Little Brother Is Watching talks about how we're all under each other's watchful eye and the pressures it can cause.

Argentina is a love/tragedy story about jumping into something without thinking it through, realizing that the parties involved both expected something different from the other, and how in the end the emotions turn dark, bitter, into hurting each other – it can be about any kind of relationship.

Don't Know Who To Pray To Anymore is about losing faith, and needing to make peace before you're able to move forward.

Cuterebra has some of my favorite lyrics – it compares the life-cycle of a parasitic fly to ‘gossip’, how seeds are planted, they grow beneath the skin and eventually surface, grow their wings and land on the next person.

Livin' The Dream is about touring, the transitions of bouncing between two sides of your life.

Higher is about enjoying your life ‘now’, giving yourself good memories, and how certain songs can be the soundtrack to these moments.

Women Rule The World, well, self-explanatory, (laughs).

Sleepwalking is about being disassociated from your own actions, not facing what you need to.

Eternity is a ballad, about looking forward to waking up each morning with your 'better half'.

There's musical building blocks of David Bowie, George Harrison and Stevie Wonder throughout the album... oh, and Iron Maiden & Manowar! Can maybe hear a bit of that in the final song “Never Again”, a song about admitting to yourself it's time to let go of what you need to. The album is a collection of individual stories, each has its own character.


How do you feel your playing has progressed over the years?


I think I've been improving the way I play within a song and when to leave space, and a better 'pocket' with the song's rhythm. Or at least I hope? (laughs).


Are you ever satisfied with your progression as a guitar player, or are you always pushing yourself?

The way I see it, there's an endless road in front of you. No matter how far you've gone, you're always at your beginning, with no limit to how far you can go.


How do you keep your playing fresh and inspired?


That comes from within. You need to keep the poison out of your soul, the things that drain you of your passion. Never forget why you picked up a guitar – we receive so much from music as listeners, and want to give it back. That's all that matters, share with good energy and give back to the world the things you've enjoyed most from what you've received.


How have you managed to make a living off of guitar playing and what advice would you give to aspiring musicians wanting to make a living as a musician?

Be diverse. One thing can't be your 'everything'. Everything you do, do for others as well. If you learned, ‘teach’ what you learned. It's not just about receiving music and making music – it's about taking the gift others gave to you when they taught you how to make music, and pay it forward. When you see a student achieve and have a positive impact on others, or when your efforts help with children's needs, that's when you can say 'it was all worth it'.

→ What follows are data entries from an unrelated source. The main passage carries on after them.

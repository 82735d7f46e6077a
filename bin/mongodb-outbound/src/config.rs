use std::path::PathBuf;

use clap::{Args, Parser, Subcommand};

#[derive(Parser)]
#[command(about)]
pub struct Cli {
    /// Path to the configuration file.
    ///
    /// Values from the file can be overridden with environment variables prefixed with `GEOEVENT_`, such as
    /// `GEOEVENT_MONGODB_HOST`.
    #[arg(global = true, short = 'c', long = "config")]
    pub config: Option<PathBuf>,

    /// Subcommand to run.
    #[command(subcommand)]
    pub action: Option<Action>,
}

#[derive(Subcommand)]
pub enum Action {
    /// Reads newline-delimited JSON events from standard input and inserts them into MongoDB.
    #[command(name = "run")]
    Run(RunConfig),

    /// Prints the transport definition, including every configurable property, as JSON.
    #[command(name = "describe")]
    Describe,
}

/// Run configuration.
#[derive(Args, Clone, Debug)]
pub struct RunConfig {
    /// Keep inserted documents in memory instead of connecting to MongoDB.
    #[arg(long)]
    pub dry_run: bool,

    /// Maximum number of events handled concurrently.
    #[arg(short = 'w', long, default_value_t = 4, value_parser = clap::value_parser!(u32).range(1..))]
    pub workers: u32,

    /// Identifier of the transport instance, used to label logs and metrics.
    #[arg(long, default_value = "mongodb_out")]
    pub component_id: String,

    /// Channel identifier attached to every event read from standard input.
    #[arg(long, default_value = "stdin")]
    pub channel_id: String,
}

impl Default for RunConfig {
    fn default() -> Self {
        Self {
            dry_run: false,
            workers: 4,
            component_id: "mongodb_out".to_string(),
            channel_id: "stdin".to_string(),
        }
    }
}

#[cfg(test)]
mod tests {
    use clap::CommandFactory as _;

    use super::*;

    #[test]
    fn cli_is_well_formed() {
        Cli::command().debug_assert();
    }

    #[test]
    fn run_defaults_match_parser() {
        let cli = Cli::try_parse_from(["mongodb-outbound", "run"]).unwrap();
        let Some(Action::Run(config)) = cli.action else {
            panic!("expected run action");
        };

        let defaults = RunConfig::default();
        assert_eq!(config.dry_run, defaults.dry_run);
        assert_eq!(config.workers, defaults.workers);
        assert_eq!(config.component_id, defaults.component_id);
        assert_eq!(config.channel_id, defaults.channel_id);
    }

    #[test]
    fn rejects_zero_workers() {
        assert!(Cli::try_parse_from(["mongodb-outbound", "run", "--workers", "0"]).is_err());
    }

    #[test]
    fn global_config_flag() {
        let cli = Cli::try_parse_from(["mongodb-outbound", "run", "--dry-run", "-c", "/etc/geoevent.yaml"]).unwrap();
        assert_eq!(cli.config, Some(PathBuf::from("/etc/geoevent.yaml")));
        assert!(matches!(cli.action, Some(Action::Run(RunConfig { dry_run: true, .. }))));
    }
}
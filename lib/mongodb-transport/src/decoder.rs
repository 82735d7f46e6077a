use simdutf8::compat::{from_utf8, Utf8Error};
use snafu::{ResultExt as _, Snafu};

/// A decoding error.
#[derive(Debug, Snafu)]
#[snafu(context(suffix(false)))]
pub enum DecodeError {
    /// The buffer contained a byte sequence that is not valid UTF-8.
    #[snafu(display("Malformed {} input: {}", encoding, source))]
    Malformed {
        /// Name of the encoding the buffer was decoded with.
        encoding: &'static str,

        /// Error source.
        source: Utf8Error,
    },
}

impl DecodeError {
    /// Returns the number of leading bytes that were valid before the malformed sequence.
    pub fn valid_up_to(&self) -> usize {
        match self {
            Self::Malformed { source, .. } => source.valid_up_to(),
        }
    }

    /// Returns the length of the malformed sequence, or `None` if the buffer ended in the middle of a sequence.
    pub fn error_len(&self) -> Option<usize> {
        match self {
            Self::Malformed { source, .. } => source.error_len(),
        }
    }

    /// Returns the name of the encoding the buffer was decoded with.
    pub fn encoding(&self) -> &'static str {
        match self {
            Self::Malformed { encoding, .. } => *encoding,
        }
    }
}

/// Event buffer decoder.
///
/// Converts raw event bytes into text under a single, fixed encoding: UTF-8. Malformed input is reported rather than
/// replaced, so a corrupted event is never persisted with substitution characters in it.
///
/// Decoding borrows from the input and holds no per-call state, so a single decoder is constructed per transport and
/// shared by every thread calling into the ingest path.
#[derive(Clone, Copy, Debug, Default)]
pub struct Utf8Decoder;

impl Utf8Decoder {
    /// Creates a new `Utf8Decoder`.
    pub const fn new() -> Self {
        Self
    }

    /// Returns the name of the encoding this decoder accepts.
    pub const fn encoding(&self) -> &'static str {
        "UTF-8"
    }

    /// Decodes `buffer` as text.
    ///
    /// # Errors
    ///
    /// If `buffer` is not valid UTF-8, an error is returned describing where the malformed sequence starts.
    pub fn decode<'a>(&self, buffer: &'a [u8]) -> Result<&'a str, DecodeError> {
        from_utf8(buffer).context(Malformed {
            encoding: self.encoding(),
        })
    }
}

You compose TV jingles, theme songs and background music. How has doing these challenged you as a musician?

The easy part is that you have a definite set of parameters and boundaries to create within. The challenge is that you have a definite set of parameters and boundaries to create within. The easy part is that you have a visual guide that the music must accompany and compliment. The challenge is that you have a visual guide that the music must accompany and compliment. Having lines already drawn on the canvas is not unlike other types of collaborations, instead of with a lyricist or band, it's with something visual. It helps you get better at describing and matching what you see with what you hear.


You have released a number of download only singles. Was this due to the changes in the music industry, or due to your commitments with Guns N Roses taking up too much time?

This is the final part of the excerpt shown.